If you have children of your own, use your grief about your parent to guide you towards being a great parent yourself who is loved and revered by your children. Putting your energy into achieving this laudable goal is (1) worthwhile (2) a great use of energy and (3) an honor to your deceased loved one's memory.
We are faced with our own mortality. We used to be the little ones. Now, our little ones are the little ones. We are next. The circle of life seems like a conveyor belt. Yet, we still feel like children. We like to play with our friends and we too need to be comforted in a way that only a parent can provide. We need to call that number and hear our mother or father's voice.
My 82 year old father always knows from a subtle tone when I am on the precipice of tears. I count on him to make it all better. Please do not underestimate how this vacuum impacts your emotions. Now, you need to find a friend that can fill that void. I have a friend who is in her 70's and who is like a mother to me. She loves me and is there for me. Find this person. Find a young person who you can comfort. It will make you feel full.

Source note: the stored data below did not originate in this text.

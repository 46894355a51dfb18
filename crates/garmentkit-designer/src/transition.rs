//! Transition tokens and the restoring gate.
//!
//! Every canvas rebuild takes a token. Only the holder of the latest token
//! may touch the canvas, the variant store or history once it has awaited
//! anything; older rebuilds notice after each await and walk away. Requests
//! are never queued.

use crate::serialization::SceneDocument;
use garmentkit_core::Variant;
use std::cell::Cell;
use std::fmt;

/// Monotonic rebuild token.
#[derive(Debug, Clone, Copy, PartialEq, Eq, Hash, PartialOrd, Ord)]
pub struct TransitionToken(pub u64);

impl fmt::Display for TransitionToken {
    fn fmt(&self, f: &mut fmt::Formatter<'_>) -> fmt::Result {
        write!(f, "#{}", self.0)
    }
}

/// How a rebuild ended.
#[derive(Debug, Clone, Copy, PartialEq, Eq)]
pub enum TransitionOutcome {
    /// This rebuild owns the canvas.
    Completed {
        token: TransitionToken,
        /// A stored or override scene with artwork was installed.
        restored_content: bool,
    },
    /// A newer rebuild was issued while this one was waiting.
    Superseded { token: TransitionToken },
}

impl TransitionOutcome {
    pub fn token(&self) -> TransitionToken {
        match self {
            Self::Completed { token, .. } | Self::Superseded { token } => *token,
        }
    }

    /// Whether the transition ran to the end.
    pub fn is_completed(&self) -> bool {
        matches!(self, Self::Completed { .. })
    }
}

/// Direction of a history replay.
#[derive(Debug, Clone, Copy, PartialEq, Eq)]
pub enum HistoryStep {
    Undo,
    Redo,
}

/// What to rebuild the canvas into.
#[derive(Debug, Clone)]
pub struct TransitionRequest {
    pub target: Variant,
    /// Scene to show instead of the stored one. It is written to the store
    /// only once the rebuild has completed.
    pub override_doc: Option<SceneDocument>,
    /// Commit the outgoing scene before clearing the canvas.
    pub commit_outgoing: bool,
    /// History move applied together with `override_doc` on completion.
    pub history_step: Option<HistoryStep>,
}

impl TransitionRequest {
    /// Plain navigation to `target`.
    pub fn navigate(target: Variant) -> Self {
        Self {
            target,
            override_doc: None,
            commit_outgoing: true,
            history_step: None,
        }
    }

    /// Rebuild from the store, discarding whatever the canvas shows.
    pub fn reload(target: Variant) -> Self {
        Self {
            target,
            override_doc: None,
            commit_outgoing: false,
            history_step: None,
        }
    }

    /// Show `doc`, the scene one `step` away in history, without recording
    /// the outgoing scene. History moves only if the replay completes.
    pub fn replay(target: Variant, doc: SceneDocument, step: HistoryStep) -> Self {
        Self {
            target,
            override_doc: Some(doc),
            commit_outgoing: false,
            history_step: Some(step),
        }
    }
}

/// Issues tokens and tracks whether a rebuild is in flight.
#[derive(Debug, Default)]
pub struct TransitionController {
    latest: Cell<u64>,
    restoring: Cell<bool>,
}

impl TransitionController {
    pub fn new() -> Self {
        Self::default()
    }

    /// Issue the next token and raise the restoring gate. The gate drops when
    /// the returned guard is dropped, unless a newer rebuild has taken over.
    pub fn begin(&self) -> (TransitionToken, RestoringGuard<'_>) {
        let token = TransitionToken(self.latest.get() + 1);
        self.latest.set(token.0);
        self.restoring.set(true);
        (
            token,
            RestoringGuard {
                controller: self,
                token,
            },
        )
    }

    /// Token of the most recently issued transition.
    pub fn latest(&self) -> TransitionToken {
        TransitionToken(self.latest.get())
    }

    /// Whether `token` has not been superseded.
    pub fn is_current(&self, token: TransitionToken) -> bool {
        self.latest.get() == token.0
    }

    /// Whether history commits are suspended.
    pub fn is_restoring(&self) -> bool {
        self.restoring.get()
    }
}

/// Clears the restoring gate on every exit path of the current rebuild.
pub struct RestoringGuard<'a> {
    controller: &'a TransitionController,
    token: TransitionToken,
}

impl Drop for RestoringGuard<'_> {
    fn drop(&mut self) {
        if self.controller.is_current(self.token) {
            self.controller.restoring.set(false);
        }
    }
}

We cannot forgive ourselves for unfinished business. I know from grief. I lost my mother three years ago to cancer and although I did not go to her funeral because she was horribly mean to me, I still suffered at her loss. She was my mother, the force of my life. We were connected on a deep cellular level that defies science and religion; how we come to be is still universally a mystery.

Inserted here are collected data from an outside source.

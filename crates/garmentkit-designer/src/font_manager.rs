use fontdb::{Database, Family, Query, Stretch, Style, Weight};
use rusttype::Font;
use std::{cell::RefCell, collections::HashMap, fs, rc::Rc, sync::OnceLock};

/// Where a custom font comes from.
#[derive(Debug, Clone)]
pub enum FontSource {
    Bytes(Vec<u8>),
    Url(String),
}

fn db() -> &'static Database {
    static DB: OnceLock<Database> = OnceLock::new();
    DB.get_or_init(|| {
        let mut db = Database::new();
        db.load_system_fonts();
        db
    })
}

/// Font families installed on the host.
pub fn list_system_families() -> Vec<String> {
    let mut out: Vec<String> = db()
        .faces()
        .flat_map(|face| face.families.iter().map(|(name, _)| name.clone()))
        .collect();
    out.sort();
    out.dedup();
    out
}

fn load_font_from_system(family: &str) -> Option<Font<'static>> {
    let families: Vec<Family<'_>> = match family.trim() {
        "" | "Sans" => vec![Family::SansSerif],
        "Serif" => vec![Family::Serif],
        "Monospace" => vec![Family::Monospace],
        other => vec![Family::Name(other)],
    };

    let query = Query {
        families: &families,
        weight: Weight::NORMAL,
        stretch: Stretch::Normal,
        style: Style::Normal,
    };

    let id = db().query(&query)?;
    let face = db().face(id)?;

    match &face.source {
        fontdb::Source::File(path) | fontdb::Source::SharedFile(path, _) => {
            let bytes = fs::read(path).ok()?;
            Font::try_from_vec(bytes)
        }
        fontdb::Source::Binary(bytes) => Font::try_from_vec(bytes.as_ref().as_ref().to_vec()),
    }
}

/// Fonts available to text rendering.
///
/// Registered families win, then the host's fonts, then the default family.
/// When nothing resolves, text is laid out but no glyphs are drawn.
pub struct FontRegistry {
    registered: HashMap<String, Rc<Font<'static>>>,
    default_family: String,
    system: RefCell<HashMap<String, Option<Rc<Font<'static>>>>>,
}

impl FontRegistry {
    pub fn new(default_family: impl Into<String>) -> Self {
        Self {
            registered: HashMap::new(),
            default_family: default_family.into(),
            system: RefCell::new(HashMap::new()),
        }
    }

    /// Family used for new text and as the fallback.
    pub fn default_family(&self) -> &str {
        &self.default_family
    }

    /// Register a family from font file bytes. Returns `false` if the bytes
    /// are not a usable font.
    pub fn register_bytes(&mut self, family: impl Into<String>, bytes: Vec<u8>) -> bool {
        let family = family.into();
        match Font::try_from_vec(bytes) {
            Some(font) => {
                tracing::debug!("Registered font family '{}'", family);
                self.registered.insert(family, Rc::new(font));
                true
            }
            None => {
                tracing::warn!("Font data for '{}' could not be parsed", family);
                false
            }
        }
    }

    pub fn is_registered(&self, family: &str) -> bool {
        self.registered.contains_key(family)
    }

    /// Registered family names, sorted.
    pub fn registered_families(&self) -> Vec<String> {
        let mut families: Vec<String> = self.registered.keys().cloned().collect();
        families.sort();
        families
    }

    fn system_font(&self, family: &str) -> Option<Rc<Font<'static>>> {
        if let Some(cached) = self.system.borrow().get(family) {
            return cached.clone();
        }
        let loaded = load_font_from_system(family).map(Rc::new);
        self.system
            .borrow_mut()
            .insert(family.to_string(), loaded.clone());
        loaded
    }

    /// Font to draw `family` with.
    pub fn resolve(&self, family: &str) -> Option<Rc<Font<'static>>> {
        if let Some(font) = self.registered.get(family) {
            return Some(Rc::clone(font));
        }
        if let Some(font) = self.system_font(family) {
            return Some(font);
        }
        if family != self.default_family {
            if let Some(font) = self.registered.get(&self.default_family) {
                return Some(Rc::clone(font));
            }
            if let Some(font) = self.system_font(&self.default_family) {
                return Some(font);
            }
        }
        tracing::debug!("No font available for '{}'", family);
        None
    }
}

It was very difficult for me to grieve. I was conflicted about my feelings. This was compounded by my mother's family and my brother and sister turning their back on me because I did not attend her funeral. For those of you who are grieving and conflicted, I can tell you that it is o.k.
This world is not perfect and neither are we. I could only do my best under the circumstances and that is exactly what I did. I drove her 60 miles round trip four times a week to radiation and chemotherapy and to her wound management doctor. It was never enough for her or my sister. Unless I abandoned my husband and toddlers, and martyred myself to her, it would not have been enough.
I am sure that you, like me, are a kind person and adding a layer of guilt to your grief is an unproductive endeavor. I tried my best and I can and do take comfort in that. Anyone who really knows me understands that my heart is warm and pure.
We feel like we could have done more.... If you truly could have done more than you would have. We cannot save people. Doctors try and fail all of the time. I am sure that if you are feeling his way, you scoured the internet for hours upon end trying to find a solution to your parent's health issue and accompanied them to doctor's visits. You may have even stayed with them in the hospital to make sure that no one skipped a beat. You have to believe that you did your best and that you are human.
To any of you who have lost a loved one recently, I offer my condolences and as always an open ear.
Take care and lots of love to you all.